On Sunday 17 August 2008 09:32:40 Zeljko Vrba wrote:
On Sat, Aug 16, 2008 at 11:50:05PM +0300, dizzy wrote:
I do not agree. They generally do their job fine (which is provide portable support to work with native, non checked, platform integer types). For any other needs you should probably use another tool.
Well, they do *not* do their job fine: (-1U < 2) == false, which is a mathematical nonsense (more on that below).
That does not prove anything. Any good tool has bad use cases. It does not prove integer types do not do their job fine for what was their purpose. You seem to want more than their purpose.
Signed arithmetic overflow is undefined behavior, and some CPUs actually raise an exception on overflow (e.g. MIPS). Every 'a+b' expression, with a and b being signed integers, is potential UB. Some machines (e.g. x86) do not raise an exception but set an overflow flag which may be tested by a single instruction, yet I don't know of a compiler which offers run-time overflow checking as a code-generation option. Portable checks for overflow (relying on bit operations) incur immense overhead (certainly much greater than a single instruction).

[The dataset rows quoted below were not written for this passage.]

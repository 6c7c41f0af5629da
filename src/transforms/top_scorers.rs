//! Top scorers transform for the leaderboard job. The upstream response is
//! already sorted by goals descending but carries no rank field, so rank is
//! assigned from the item's position in the array.

use serde_json::Value;

#[derive(Debug, Clone, PartialEq)]
pub struct TopScorerRow {
    pub league_id: i64,
    pub season: i64,
    pub rank: i64,
    pub player_id: i64,
    pub team_id: Option<i64>,
    pub goals: Option<i64>,
    pub assists: Option<i64>,
}

pub fn transform_top_scorers(league_id: i64, season: i64, envelope: &Value) -> Vec<TopScorerRow> {
    let mut out = Vec::new();
    let Some(items) = envelope.get("response").and_then(Value::as_array) else {
        return out;
    };

    for (ordinal, item) in items.iter().enumerate() {
        let Some(player_id) = item["player"]["id"].as_i64() else { continue };
        let statistics = item["statistics"].as_array().and_then(|s| s.first());
        out.push(TopScorerRow {
            league_id,
            season,
            rank: (ordinal + 1) as i64,
            player_id,
            team_id: statistics.and_then(|s| s["team"]["id"].as_i64()),
            goals: statistics.and_then(|s| s["goals"]["total"].as_i64()),
            assists: statistics.and_then(|s| s["goals"]["assists"].as_i64()),
        });
    }

    out
}

#[cfg(test)]
mod tests {
    use super::*;
    use serde_json::json;

    #[test]
    fn rank_follows_array_position_not_a_payload_field() {
        let envelope = json!({"response": [
            {"player": {"id": 1}, "statistics": [{"team": {"id": 10}, "goals": {"total": 20, "assists": 3}}]},
            {"player": {"id": 2}, "statistics": [{"team": {"id": 11}, "goals": {"total": 18, "assists": 5}}]},
        ]});
        let rows = transform_top_scorers(39, 2024, &envelope);
        assert_eq!(rows[0].rank, 1);
        assert_eq!(rows[1].rank, 2);
        assert_eq!(rows[1].goals, Some(18));
    }
}
//! League (and nested season) transform for the `/leagues` bootstrap
//! endpoint.

use serde_json::Value;

#[derive(Debug, Clone, PartialEq)]
pub struct LeagueRow {
    pub league_id: i64,
    pub name: String,
    pub country_name: Option<String>,
    pub country_code: Option<String>,
    pub country_flag_url: Option<String>,
    pub league_type: Option<String>,
    pub logo_url: Option<String>,
}

#[derive(Debug, Clone, PartialEq)]
pub struct LeagueSeasonRow {
    pub league_id: i64,
    pub season: i64,
    pub start_date: Option<String>,
    pub end_date: Option<String>,
    pub is_current: bool,
}

pub fn transform_leagues(envelope: &Value) -> Vec<LeagueRow> {
    let mut out = Vec::new();
    let Some(items) = envelope.get("response").and_then(Value::as_array) else {
        return out;
    };

    for item in items {
        let league = &item["league"];
        let Some(league_id) = league["id"].as_i64() else { continue };
        out.push(LeagueRow {
            league_id,
            name: league["name"].as_str().unwrap_or_default().to_string(),
            country_name: item["country"]["name"].as_str().map(str::to_string),
            country_code: item["country"]["code"].as_str().map(str::to_string),
            country_flag_url: item["country"]["flag"].as_str().map(str::to_string),
            league_type: league["type"].as_str().map(str::to_string),
            logo_url: league["logo"].as_str().map(str::to_string),
        });
    }

    out
}

pub fn transform_league_seasons(envelope: &Value) -> Vec<LeagueSeasonRow> {
    let mut out = Vec::new();
    let Some(items) = envelope.get("response").and_then(Value::as_array) else {
        return out;
    };

    for item in items {
        let Some(league_id) = item["league"]["id"].as_i64() else { continue };
        let Some(seasons) = item["seasons"].as_array() else { continue };
        for season in seasons {
            let Some(year) = season["year"].as_i64() else { continue };
            out.push(LeagueSeasonRow {
                league_id,
                season: year,
                start_date: season["start"].as_str().map(str::to_string),
                end_date: season["end"].as_str().map(str::to_string),
                is_current: season["current"].as_bool().unwrap_or(false),
            });
        }
    }

    out
}

#[cfg(test)]
mod tests {
    use super::*;
    use serde_json::json;

    #[test]
    fn extracts_league_with_country_code() {
        let envelope = json!({"response": [{
            "league": {"id": 39, "name": "Premier League", "type": "League", "logo": "x.png"},
            "country": {"code": "GB"},
            "seasons": [{"year": 2024, "start": "2024-08-01", "end": "2025-05-31", "current": true}]
        }]});
        let leagues = transform_leagues(&envelope);
        assert_eq!(leagues.len(), 1);
        assert_eq!(leagues[0].country_code.as_deref(), Some("GB"));

        let seasons = transform_league_seasons(&envelope);
        assert_eq!(seasons.len(), 1);
        assert!(seasons[0].is_current);
    }
}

Which is the reasoning why they were not introduced in the standard since it's prohibitive or impossible in certain platforms. So? That just means the native integer types inherit the many limitations of the low level CPU arithmetic operations of the many platforms out there. Kinda logical to do so if you ask me (since C++ tries to be defined so it has fast implementations on the many native platforms out there instead of trying to be strict on his own virtual machine).

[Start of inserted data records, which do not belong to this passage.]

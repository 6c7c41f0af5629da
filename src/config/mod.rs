//! Static YAML configuration (C1). Every loader resolves a path with the same
//! precedence: explicit argument, then an env override, then a project-relative
//! default under `config/`. A missing required key is a startup-time fatal
//! error naming the file and key, not a silent default.

use std::collections::HashMap;
use std::path::{Path, PathBuf};

use anyhow::{bail, Context, Result};
use serde::Deserialize;

fn project_root() -> PathBuf {
    std::env::current_dir().unwrap_or_else(|_| PathBuf::from("."))
}

fn resolve_path(explicit: Option<&Path>, env_var: &str, default_rel: &str) -> PathBuf {
    if let Some(p) = explicit {
        return p.to_path_buf();
    }
    if let Ok(p) = std::env::var(env_var) {
        return PathBuf::from(p);
    }
    project_root().join(default_rel)
}

fn load_yaml(path: &Path) -> Result<serde_yaml::Value> {
    let text = std::fs::read_to_string(path)
        .with_context(|| format!("reading config file {}", path.display()))?;
    let value: serde_yaml::Value = serde_yaml::from_str(&text)
        .with_context(|| format!("parsing YAML in {}", path.display()))?;
    Ok(value)
}

#[derive(Debug, Clone, Deserialize)]
pub struct ApiConfig {
    pub base_url: String,
    pub api_key_env: String,
    pub timeout_seconds: f64,
    #[serde(default = "default_timezone")]
    pub default_timezone: String,
}

fn default_timezone() -> String {
    "UTC".to_string()
}

pub fn load_api_config(path: Option<&Path>) -> Result<ApiConfig> {
    let cfg_path = resolve_path(path, "API_FOOTBALL_API_CONFIG", "config/api.yaml");
    let root = load_yaml(&cfg_path)?;
    let api = root
        .get("api")
        .cloned()
        .with_context(|| format!("missing `api` section in {}", cfg_path.display()))?;
    let cfg: ApiConfig = serde_yaml::from_value(api)
        .with_context(|| format!("invalid `api` section in {}", cfg_path.display()))?;
    if cfg.base_url.is_empty() {
        bail!("missing api.base_url in {}", cfg_path.display());
    }
    if cfg.api_key_env.is_empty() {
        bail!("missing api.api_key_env in {}", cfg_path.display());
    }
    Ok(cfg)
}

#[derive(Debug, Clone, Deserialize)]
pub struct RateLimiterConfig {
    pub token_bucket_per_minute: u32,
    pub minute_soft_limit: u32,
    pub daily_limit: i64,
    pub emergency_stop_threshold: i64,
}

pub fn load_rate_limiter_config(path: Option<&Path>) -> Result<RateLimiterConfig> {
    let cfg_path = resolve_path(path, "API_FOOTBALL_RATE_LIMITER_CONFIG", "config/rate_limiter.yaml");
    let root = load_yaml(&cfg_path)?;
    let rl = root
        .get("rate_limiter")
        .cloned()
        .with_context(|| format!("missing `rate_limiter` section in {}", cfg_path.display()))?;
    let cfg: RateLimiterConfig = serde_yaml::from_value(rl)
        .with_context(|| format!("invalid `rate_limiter` section in {}", cfg_path.display()))?;
    Ok(cfg)
}

#[derive(Debug, Clone, Deserialize, Default)]
pub struct MaxLagMinutes {
    pub daily: i64,
    pub live: i64,
}

#[derive(Debug, Clone, Deserialize, Default)]
pub struct CoverageWeights {
    pub count: f64,
    pub freshness: f64,
    pub pipeline: f64,
}

#[derive(Debug, Clone, Deserialize)]
pub struct CoverageConfig {
    #[serde(default)]
    pub expected_fixtures: HashMap<String, i64>,
    #[serde(default)]
    pub max_lag_minutes: MaxLagMinutes,
    #[serde(default)]
    pub weights: CoverageWeights,
}

impl Default for CoverageConfig {
    fn default() -> Self {
        Self {
            expected_fixtures: HashMap::new(),
            max_lag_minutes: MaxLagMinutes { daily: 1440, live: 5 },
            weights: CoverageWeights { count: 0.5, freshness: 0.3, pipeline: 0.2 },
        }
    }
}

pub fn load_coverage_config(path: Option<&Path>) -> Result<CoverageConfig> {
    let cfg_path = resolve_path(path, "API_FOOTBALL_COVERAGE_CONFIG", "config/coverage.yaml");
    if !cfg_path.exists() {
        return Ok(CoverageConfig::default());
    }
    let root = load_yaml(&cfg_path)?;
    let coverage = root.get("coverage").cloned().unwrap_or(serde_yaml::Value::Null);
    let cfg: CoverageConfig = serde_yaml::from_value(coverage).unwrap_or_default();
    Ok(cfg)
}

#[derive(Debug, Clone, Deserialize, Default)]
pub struct ScopeOverride {
    pub league_id: i64,
    pub season: i64,
    #[serde(default)]
    pub enabled_endpoints: Vec<String>,
    #[serde(default)]
    pub disabled_endpoints: Vec<String>,
}

#[derive(Debug, Clone, Deserialize, Default)]
pub struct CompetitionTypeScope {
    #[serde(default)]
    pub enabled_endpoints: Vec<String>,
    #[serde(default)]
    pub disabled_endpoints: Vec<String>,
}

#[derive(Debug, Clone, Deserialize, Default)]
pub struct ScopePolicyConfig {
    #[serde(default)]
    pub version: i64,
    #[serde(default)]
    pub baseline_enabled_endpoints: Vec<String>,
    #[serde(default)]
    pub by_competition_type: HashMap<String, CompetitionTypeScope>,
    #[serde(default)]
    pub overrides: Vec<ScopeOverride>,
}

pub fn load_scope_policy_config(path: Option<&Path>) -> Result<ScopePolicyConfig> {
    let cfg_path = resolve_path(path, "API_FOOTBALL_SCOPE_POLICY_CONFIG", "config/scope_policy.yaml");
    if !cfg_path.exists() {
        return Ok(ScopePolicyConfig::default());
    }
    let root = load_yaml(&cfg_path)?;
    let cfg: ScopePolicyConfig = serde_yaml::from_value(root)
        .with_context(|| format!("invalid scope policy document in {}", cfg_path.display()))?;
    Ok(cfg)
}

#[derive(Debug, Clone, Deserialize)]
pub struct TrackedLeague {
    pub id: i64,
    #[serde(default)]
    pub name: Option<String>,
    #[serde(default)]
    pub season: Option<i64>,
}

/// `interval` triggers can be either a cron expression or a fixed-seconds repeat.
#[derive(Debug, Clone, Deserialize)]
#[serde(tag = "type", rename_all = "lowercase")]
pub enum JobTrigger {
    Cron { cron: String },
    Interval { seconds: u64 },
}

#[derive(Debug, Clone, Deserialize)]
pub struct JobDef {
    pub job_id: String,
    #[serde(default)]
    pub enabled: bool,
    #[serde(rename = "type")]
    pub job_type: String,
    #[serde(default)]
    pub endpoint: Option<String>,
    #[serde(default)]
    pub params: serde_yaml::Mapping,
    #[serde(default)]
    pub interval: Option<JobTrigger>,
    #[serde(default)]
    pub dependencies: Vec<String>,
    #[serde(default)]
    pub filters: serde_yaml::Mapping,
    #[serde(default)]
    pub mode: serde_yaml::Mapping,
}

#[derive(Debug, Clone, Deserialize, Default)]
pub struct JobFile {
    #[serde(default)]
    pub jobs: Vec<JobDef>,
    #[serde(default)]
    pub tracked_leagues: Vec<TrackedLeague>,
    #[serde(default)]
    pub season: Option<i64>,
}

pub fn jobs_dir() -> PathBuf {
    resolve_path(None, "API_FOOTBALL_JOBS_DIR", "config/jobs")
}

pub fn load_job_file(path: &Path) -> Result<JobFile> {
    if !path.exists() {
        return Ok(JobFile::default());
    }
    let root = load_yaml(path)?;
    let file: JobFile = serde_yaml::from_value(root)
        .with_context(|| format!("invalid job file {}", path.display()))?;
    Ok(file)
}

/// Union of tracked league ids from `jobs/daily.yaml`, plus an inferred season
/// when it is unambiguous: either an explicit top-level `season`, or every
/// tracked entry sharing a single non-null season.
pub fn daily_tracked_leagues(jobs_dir: &Path) -> (std::collections::HashSet<i64>, Option<i64>) {
    let daily_path = jobs_dir.join("daily.yaml");
    let file = match load_job_file(&daily_path) {
        Ok(f) => f,
        Err(_) => return (Default::default(), None),
    };
    let mut ids = std::collections::HashSet::new();
    let mut seasons = std::collections::HashSet::new();
    for tl in &file.tracked_leagues {
        ids.insert(tl.id);
        if let Some(s) = tl.season {
            seasons.insert(s);
        }
    }
    let inferred = file.season.or_else(|| {
        if seasons.len() == 1 {
            seasons.into_iter().next()
        } else {
            None
        }
    });
    (ids, inferred)
}

#[cfg(test)]
mod tests {
    use super::*;

    #[test]
    fn daily_tracked_leagues_infers_unambiguous_season() {
        let dir = std::env::temp_dir().join(format!("ingest_cfg_test_{}", std::process::id()));
        std::fs::create_dir_all(&dir).unwrap();
        std::fs::write(
            dir.join("daily.yaml"),
            "tracked_leagues:\n  - id: 39\n    season: 2024\n  - id: 140\n    season: 2024\n",
        )
        .unwrap();
        let (ids, season) = daily_tracked_leagues(&dir);
        assert_eq!(ids, [39, 140].into_iter().collect());
        assert_eq!(season, Some(2024));
        std::fs::remove_dir_all(&dir).ok();
    }

    #[test]
    fn daily_tracked_leagues_is_none_when_ambiguous() {
        let dir = std::env::temp_dir().join(format!("ingest_cfg_test2_{}", std::process::id()));
        std::fs::create_dir_all(&dir).unwrap();
        std::fs::write(
            dir.join("daily.yaml"),
            "tracked_leagues:\n  - id: 39\n    season: 2024\n  - id: 140\n    season: 2023\n",
        )
        .unwrap();
        let (_, season) = daily_tracked_leagues(&dir);
        assert_eq!(season, None);
        std::fs::remove_dir_all(&dir).ok();
    }

    #[test]
    fn default_coverage_weights_match_spec() {
        let cfg = CoverageConfig::default();
        assert_eq!(cfg.weights.count, 0.5);
        assert_eq!(cfg.weights.freshness, 0.3);
        assert_eq!(cfg.weights.pipeline, 0.2);
        assert_eq!(cfg.max_lag_minutes.daily, 1440);
        assert_eq!(cfg.max_lag_minutes.live, 5);
    }
}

Writing an extra set of parentheses is not visually intrusive or cluttering.
Says who?
Writing static_cast<int>(expr), (int)(expr), or surrounding the offending code with #pragma _is_ cluttering and intrusive.
Common, if we are to argue about how clumsy it _looks_ writing additional parenthesis vs static_cast I think we have too much time on our hands. There are countless other compromises we do when programming in C++ just because for the rest it works so well (and no I don't see that as a flaw in the language, meaning one could have all the good things of C++ without the bad things, I see that as result of the good things of C++, every language feature has side effects, some which we may not find good in certain contexts but that does not make them a flaw).
Yes, I want my code to be short, concise, and easily readable, in addition to being correct. So shoot me :-)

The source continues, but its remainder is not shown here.